# Assigned task
All that is needed is every line of the listing below that has "MessageBuilder".

# The records
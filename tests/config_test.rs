mod helpers;

use anyhow::Result;
use camino::Utf8PathBuf;
use helpers::ImageFixture;
use imgcustomizer::CustomizeError;
use imgcustomizer::config::{FilePermissions, load_config};

const FULL_CONFIG: &str = r#"---
system_config:
  hostname: myhost
  packages:
    install: [openssh-server]
    remove: [vim]
    update_existing: true
    install_lists: [lists/base.yaml]
  additional_files:
    files/a.txt:
      - path: /opt/a
        permissions: "0644"
      - path: /opt/b
  post_install_scripts:
    - path: scripts/setup.sh
      args: --verbose
  finalize_image_scripts:
    - path: scripts/finalize.sh
"#;

fn write_supporting_files(fx: &ImageFixture) {
    fx.write_config_file("lists/base.yaml", "packages:\n  - curl\n");
    fx.write_config_file("files/a.txt", "a\n");
    fx.write_config_file("scripts/setup.sh", "#!/bin/sh\n");
    fx.write_config_file("scripts/finalize.sh", "#!/bin/sh\n");
}

#[test]
fn test_load_config_full() -> Result<()> {
    let fx = ImageFixture::new();
    write_supporting_files(&fx);
    let path = fx.write_config_file("config.yaml", FULL_CONFIG);

    let loaded = load_config(&path)?;
    loaded.validate()?;

    assert_eq!(loaded.base_config_path, fx.config_dir);
    let system = &loaded.config.system_config;
    assert_eq!(system.hostname(), Some("myhost"));
    assert_eq!(system.packages.install, vec!["openssh-server"]);
    assert_eq!(system.packages.remove, vec!["vim"]);
    assert!(system.packages.update_existing);
    assert_eq!(system.packages.install_lists, vec![Utf8PathBuf::from("lists/base.yaml")]);

    let destinations = &system.additional_files[&Utf8PathBuf::from("files/a.txt")];
    assert_eq!(destinations.len(), 2);
    assert_eq!(destinations[0].path, "/opt/a");
    assert_eq!(destinations[0].permissions, Some(FilePermissions(0o644)));
    assert_eq!(destinations[1].permissions, None);

    assert_eq!(system.post_install_scripts[0].path, "scripts/setup.sh");
    assert_eq!(system.post_install_scripts[0].args, "--verbose");
    assert_eq!(system.finalize_image_scripts[0].args, "");

    Ok(())
}

#[test]
fn test_load_config_empty_system_config() -> Result<()> {
    let fx = ImageFixture::new();
    let path = fx.write_config_file("config.yaml", "system_config: {}\n");

    let loaded = load_config(&path)?;
    loaded.validate()?;

    let system = &loaded.config.system_config;
    assert_eq!(system.hostname(), None);
    assert!(system.additional_files.is_empty());
    assert!(system.post_install_scripts.is_empty());
    Ok(())
}

#[test]
fn test_load_config_missing_file_returns_io_error() {
    let err = load_config(&Utf8PathBuf::from("/nonexistent/config.yaml")).unwrap_err();
    assert!(matches!(err, CustomizeError::Io { .. }), "got {:?}", err);
    assert!(err.to_string().contains("not found"));
}

#[test]
fn test_load_config_unknown_key_returns_config_error() {
    let fx = ImageFixture::new();
    let path = fx.write_config_file("config.yaml", "system_config:\n  hostnme: typo\n");

    let err = load_config(&path).unwrap_err();
    assert!(matches!(err, CustomizeError::Config(_)), "got {:?}", err);
    assert!(err.to_string().contains("hostnme"));
}

#[test]
fn test_load_config_invalid_permissions_returns_config_error() {
    let fx = ImageFixture::new();
    let path = fx.write_config_file(
        "config.yaml",
        "system_config:\n  additional_files:\n    a.txt:\n      - path: /a\n        permissions: \"0999\"\n",
    );

    let err = load_config(&path).unwrap_err();
    assert!(matches!(err, CustomizeError::Config(_)), "got {:?}", err);
}

#[test]
fn test_validate_rejects_missing_script() -> Result<()> {
    let fx = ImageFixture::new();
    let path = fx.write_config_file(
        "config.yaml",
        "system_config:\n  post_install_scripts:\n    - path: scripts/missing.sh\n",
    );

    let err = load_config(&path)?.validate().unwrap_err();
    assert!(err.to_string().contains("scripts/missing.sh"), "got {}", err);
    Ok(())
}

#[test]
fn test_validate_rejects_script_escaping_config_dir() -> Result<()> {
    let fx = ImageFixture::new();
    let path = fx.write_config_file(
        "config.yaml",
        "system_config:\n  finalize_image_scripts:\n    - path: ../outside.sh\n",
    );

    let err = load_config(&path)?.validate().unwrap_err();
    assert!(matches!(err, CustomizeError::Validation(_)), "got {:?}", err);
    Ok(())
}

#[test]
fn test_validate_rejects_relative_destination() -> Result<()> {
    let fx = ImageFixture::new();
    fx.write_config_file("a.txt", "a");
    let path = fx.write_config_file(
        "config.yaml",
        "system_config:\n  additional_files:\n    a.txt:\n      - path: opt/a\n",
    );

    let err = load_config(&path)?.validate().unwrap_err();
    assert!(matches!(err, CustomizeError::Validation(_)), "got {:?}", err);
    Ok(())
}

#[test]
fn test_validate_rejects_invalid_hostname() -> Result<()> {
    let fx = ImageFixture::new();
    let path = fx.write_config_file("config.yaml", "system_config:\n  hostname: -bad-\n");

    let err = load_config(&path)?.validate().unwrap_err();
    assert!(err.to_string().contains("invalid hostname"), "got {}", err);
    Ok(())
}

#[test]
fn test_validate_rejects_missing_package_list() -> Result<()> {
    let fx = ImageFixture::new();
    let path = fx.write_config_file(
        "config.yaml",
        "system_config:\n  packages:\n    remove_lists: [lists/none.yaml]\n",
    );

    let err = load_config(&path)?.validate().unwrap_err();
    assert!(err.to_string().contains("lists/none.yaml"), "got {}", err);
    Ok(())
}
//! Domain-specific error types for imgcustomizer.
//!
//! This module defines `CustomizeError`, a `thiserror`-based enum that
//! provides typed error variants for the failure modes of an image
//! customization run. Public API functions return
//! `Result<T, CustomizeError>` for programmatic error handling, while trait
//! boundaries and the pipeline use `anyhow::Result` with added context.
//!
//! `CustomizeError` implements `Into<anyhow::Error>`, so the `?` operator
//! converts it automatically, and `downcast_ref` still finds it after
//! `.context(...)` has been attached.

use std::io;

/// Formats an IO error kind into a human-readable message.
///
/// Provides consistent messages for common IO error kinds
/// (e.g., "I/O error: not found") instead of the OS-level messages
/// (e.g., "No such file or directory (os error 2)"). For unrecognized
/// error kinds, falls back to including the OS-level error message.
pub(crate) fn io_error_kind_message(err: &io::Error) -> String {
    match err.kind() {
        io::ErrorKind::NotFound => "I/O error: not found".to_string(),
        io::ErrorKind::PermissionDenied => "I/O error: permission denied".to_string(),
        io::ErrorKind::IsADirectory => "I/O error: is a directory".to_string(),
        io::ErrorKind::AlreadyExists => "I/O error: already exists".to_string(),
        _ => format!("I/O error: {}", err),
    }
}

/// Domain-specific error type for imgcustomizer.
#[derive(Debug, thiserror::Error)]
#[non_exhaustive]
pub enum CustomizeError {
    /// A mount or unmount could not be performed.
    #[error("mount error: {0}")]
    Mount(String),

    /// A file could not be copied into the image.
    #[error("file copy failed: {context}: {message}")]
    FileCopy {
        /// Source and destination of the failed copy.
        context: String,
        /// Human-readable description derived from `source`.
        message: String,
        #[source]
        source: io::Error,
    },

    /// A customization script exited non-zero or could not be launched.
    #[error("script execution failed: {script}: {status}")]
    ScriptExecution {
        /// Script path as configured (relative to the config directory).
        script: String,
        /// Exit status or launch failure description.
        status: String,
    },

    /// The package-management collaborator failed.
    #[error("package operation failed: {0}")]
    PackageOperation(String),

    /// A configuration file inside the image (hostname, resolv.conf) could not be written.
    #[error("config write failed: {context}: {message}")]
    ConfigWrite {
        /// What was being written.
        context: String,
        /// Human-readable description derived from `source`.
        message: String,
        #[source]
        source: io::Error,
    },

    /// A command execution failed (non-zero exit, spawn failure, wait failure, thread panic, etc.).
    #[error("command execution failed: {command}: {status}")]
    Execution {
        /// The command that was executed.
        command: String,
        /// Exit code, signal information, or a description of the internal error.
        status: String,
    },

    /// The command could not be found in `PATH`.
    #[error("command not found in PATH: {command}")]
    CommandNotFound {
        /// The command name that was looked up.
        command: String,
    },

    /// A chroot or root-redirection operation failed.
    #[error("isolation error: {0}")]
    Isolation(String),

    /// A validation constraint was violated.
    #[error("validation error: {0}")]
    Validation(String),

    /// A configuration file could not be loaded or parsed.
    #[error("configuration error: {0}")]
    Config(String),

    /// A blob storage transfer failed.
    #[error("storage error: {0}")]
    Storage(String),

    /// An I/O operation failed with contextual information.
    #[error("{context}: {message}")]
    Io {
        /// What was being done when the error occurred.
        context: String,
        /// Human-readable description derived from [`io_error_kind_message`].
        message: String,
        #[source]
        source: io::Error,
    },
}

impl CustomizeError {
    /// Creates an `Io` variant with the `message` derived from `source`.
    pub(crate) fn io(context: impl Into<String>, source: io::Error) -> Self {
        Self::Io {
            context: context.into(),
            message: io_error_kind_message(&source),
            source,
        }
    }

    /// Creates a `FileCopy` variant with the `message` derived from `source`.
    pub(crate) fn file_copy(context: impl Into<String>, source: io::Error) -> Self {
        Self::FileCopy {
            context: context.into(),
            message: io_error_kind_message(&source),
            source,
        }
    }

    /// Creates a `ConfigWrite` variant with the `message` derived from `source`.
    pub(crate) fn config_write(context: impl Into<String>, source: io::Error) -> Self {
        Self::ConfigWrite {
            context: context.into(),
            message: io_error_kind_message(&source),
            source,
        }
    }

    /// Creates an `Execution` variant from a command line and status description.
    pub(crate) fn execution(command: &[String], status: impl Into<String>) -> Self {
        Self::Execution {
            command: crate::executor::format_command_args(command),
            status: status.into(),
        }
    }
}
//! Sandbox resources for mutating an image root.
//!
//! - [`chroot`] — the jail over the image root and its root-redirection session
//! - [`mount`] — scoped mounts that expose host directories inside the jail

pub mod chroot;
pub mod mount;

pub use chroot::{Chroot, ChrootSession, FileToCopy};
pub use mount::{Mount, MountFlag, MountSpec};
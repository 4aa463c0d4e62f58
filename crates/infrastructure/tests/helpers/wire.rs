use std::net::Ipv4Addr;

const TYPE_A: u16 = 1;
const TYPE_SRV: u16 = 33;
const CLASS_IN: u16 = 1;

/// An answer record whose owner is the question name (pointer to offset 12).
#[derive(Debug, Clone)]
pub enum WireAnswer {
    Srv {
        priority: u16,
        weight: u16,
        port: u16,
        target: String,
    },
    A(Ipv4Addr),
}

impl WireAnswer {
    pub fn srv(target: &str, port: u16) -> Self {
        WireAnswer::Srv {
            priority: 1,
            weight: 1,
            port,
            target: fqdn(target),
        }
    }
}

/// Lowercase, dot-terminated form used as lookup key.
pub fn fqdn(name: &str) -> String {
    let lower = name.to_ascii_lowercase();
    if lower.ends_with('.') {
        lower
    } else {
        format!("{}.", lower)
    }
}

/// `7f000001.addr.dc1.consul.` style target for an address.
pub fn embedded_target(ip: Ipv4Addr, datacenter: &str) -> String {
    format!("{:08x}.addr.{}.consul.", u32::from(ip), datacenter)
}

/// Unframed response echoing the question of `query` (an unframed message).
pub fn build_response(query: &[u8], id: u16, rcode: u8, answers: &[WireAnswer]) -> Vec<u8> {
    let mut response = Vec::with_capacity(512);

    response.extend_from_slice(&id.to_be_bytes());
    response.push(0x84);
    response.push(rcode & 0x0f);
    response.extend_from_slice(&[0x00, 0x01]);
    response.extend_from_slice(&(answers.len() as u16).to_be_bytes());
    response.extend_from_slice(&[0x00, 0x00]);
    response.extend_from_slice(&[0x00, 0x00]);

    if query.len() > 12 {
        response.extend_from_slice(&query[12..]);
    }

    for answer in answers {
        response.extend_from_slice(&[0xc0, 0x0c]);
        match answer {
            WireAnswer::Srv {
                priority,
                weight,
                port,
                target,
            } => {
                let name = encode_name(target);
                response.extend_from_slice(&TYPE_SRV.to_be_bytes());
                response.extend_from_slice(&CLASS_IN.to_be_bytes());
                response.extend_from_slice(&0u32.to_be_bytes());
                response.extend_from_slice(&((6 + name.len()) as u16).to_be_bytes());
                response.extend_from_slice(&priority.to_be_bytes());
                response.extend_from_slice(&weight.to_be_bytes());
                response.extend_from_slice(&port.to_be_bytes());
                response.extend_from_slice(&name);
            }
            WireAnswer::A(ip) => {
                response.extend_from_slice(&TYPE_A.to_be_bytes());
                response.extend_from_slice(&CLASS_IN.to_be_bytes());
                response.extend_from_slice(&0u32.to_be_bytes());
                response.extend_from_slice(&4u16.to_be_bytes());
                response.extend_from_slice(&ip.octets());
            }
        }
    }

    response
}

fn encode_name(name: &str) -> Vec<u8> {
    let mut encoded = Vec::with_capacity(name.len() + 2);
    for label in name.trim_end_matches('.').split('.').filter(|l| !l.is_empty()) {
        encoded.push(label.len() as u8);
        encoded.extend_from_slice(label.as_bytes());
    }
    encoded.push(0);
    encoded
}
use crate::directory::codec::{response_id, DirectoryResponse, FramedQuery, MessageBuilder, ResponseParser};
use crate::directory::transport::{read_with_length_prefix, write_framed, ConnectionPool, PooledConnection};
use ferrous_discovery_application::ports::DiagnosticSink;
use ferrous_discovery_domain::{DiscoveryError, RecordType};
use hickory_proto::rr::Name;
use std::sync::Arc;
use std::time::Duration;
use tokio::io::AsyncWriteExt;
use tracing::{debug, warn};

/// Sends directory queries over pooled TCP connections with bounded retries.
pub struct DirectoryClient {
    pool: ConnectionPool,
    timeout: Duration,
    max_attempts: u32,
    sink: Arc<dyn DiagnosticSink>,
}

impl DirectoryClient {
    pub fn new(
        address: impl Into<Arc<str>>,
        timeout: Duration,
        max_attempts: u32,
        sink: Arc<dyn DiagnosticSink>,
    ) -> Self {
        Self {
            pool: ConnectionPool::new(address, timeout),
            timeout,
            max_attempts,
            sink,
        }
    }

    pub fn pool(&self) -> &ConnectionPool {
        &self.pool
    }

    /// Query `name` for `record_type`.
    ///
    /// Every attempt starts from a fresh lease and a full write/read cycle.
    /// Failing to obtain a connection aborts immediately; write, read and
    /// deadline failures discard the connection and move to the next
    /// attempt; an undecodable response is returned as-is without retry.
    pub async fn query(
        &self,
        name: &Name,
        record_type: RecordType,
    ) -> Result<DirectoryResponse, DiscoveryError> {
        let query = MessageBuilder::build_query(name, record_type)?;
        let mut last_error: Option<DiscoveryError> = None;

        for attempt in 1..=self.max_attempts {
            let mut connection = self.pool.acquire().await?;

            match self.round_trip(&mut connection, &query).await {
                Ok(bytes) => {
                    let response = ResponseParser::parse(&bytes)?;
                    self.pool.release(connection);

                    debug!(
                        name = %name,
                        record_type = %record_type,
                        attempt,
                        answers = response.answers.len(),
                        "Directory query answered"
                    );
                    return Ok(response);
                }
                Err(e) => {
                    warn!(
                        name = %name,
                        record_type = %record_type,
                        attempt,
                        max_attempts = self.max_attempts,
                        reused = connection.is_reused(),
                        error = %e,
                        "Directory request failed, discarding connection"
                    );
                    self.sink.log(format_args!(
                        "error querying {} {} (attempt {}/{}), {}",
                        record_type, name, attempt, self.max_attempts, e
                    ));
                    self.discard(connection).await;
                    last_error = Some(e);
                }
            }
        }

        Err(DiscoveryError::MaxAttemptsReached {
            attempts: self.max_attempts,
            name: name.to_string(),
            record_type,
            last_error: last_error
                .map(|e| e.to_string())
                .unwrap_or_else(|| "no attempt was made".to_string()),
        })
    }

    /// Dial once and park the connection, proving the directory is reachable.
    pub async fn warm_up(&self) -> Result<(), DiscoveryError> {
        let connection = self.pool.acquire().await?;
        self.pool.release(connection);
        Ok(())
    }

    /// Drain the pool and shut down every idle connection.
    pub async fn close(&self) -> usize {
        let streams = self.pool.drain();
        let count = streams.len();

        for mut stream in streams {
            if let Err(e) = stream.shutdown().await {
                self.sink.log(format_args!("error close connection, {}", e));
            }
        }

        count
    }

    async fn round_trip(
        &self,
        connection: &mut PooledConnection,
        query: &FramedQuery,
    ) -> Result<Vec<u8>, DiscoveryError> {
        let server = self.pool.address();
        let stream = connection.stream();

        write_framed(stream, query.as_bytes(), self.timeout, server).await?;
        debug!(server = %server, message_len = query.message().len(), "Directory query sent");

        let response = read_with_length_prefix(stream, self.timeout, server).await?;
        debug!(server = %server, response_len = response.len(), "Directory response received");

        match response_id(&response) {
            Some(received) if received != query.id() => Err(DiscoveryError::ResponseIdMismatch {
                expected: query.id(),
                received,
            }),
            _ => Ok(response),
        }
    }

    async fn discard(&self, connection: PooledConnection) {
        let mut stream = connection.into_stream();
        if let Err(e) = stream.shutdown().await {
            self.sink.log(format_args!("error close connection, {}", e));
        }
    }
}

# Output of the task
use crate::directory::codec::{response_id, DirectoryResponse, FramedQuery, MessageBuilder, ResponseParser};
        let query = MessageBuilder::build_query(name, record_type)?;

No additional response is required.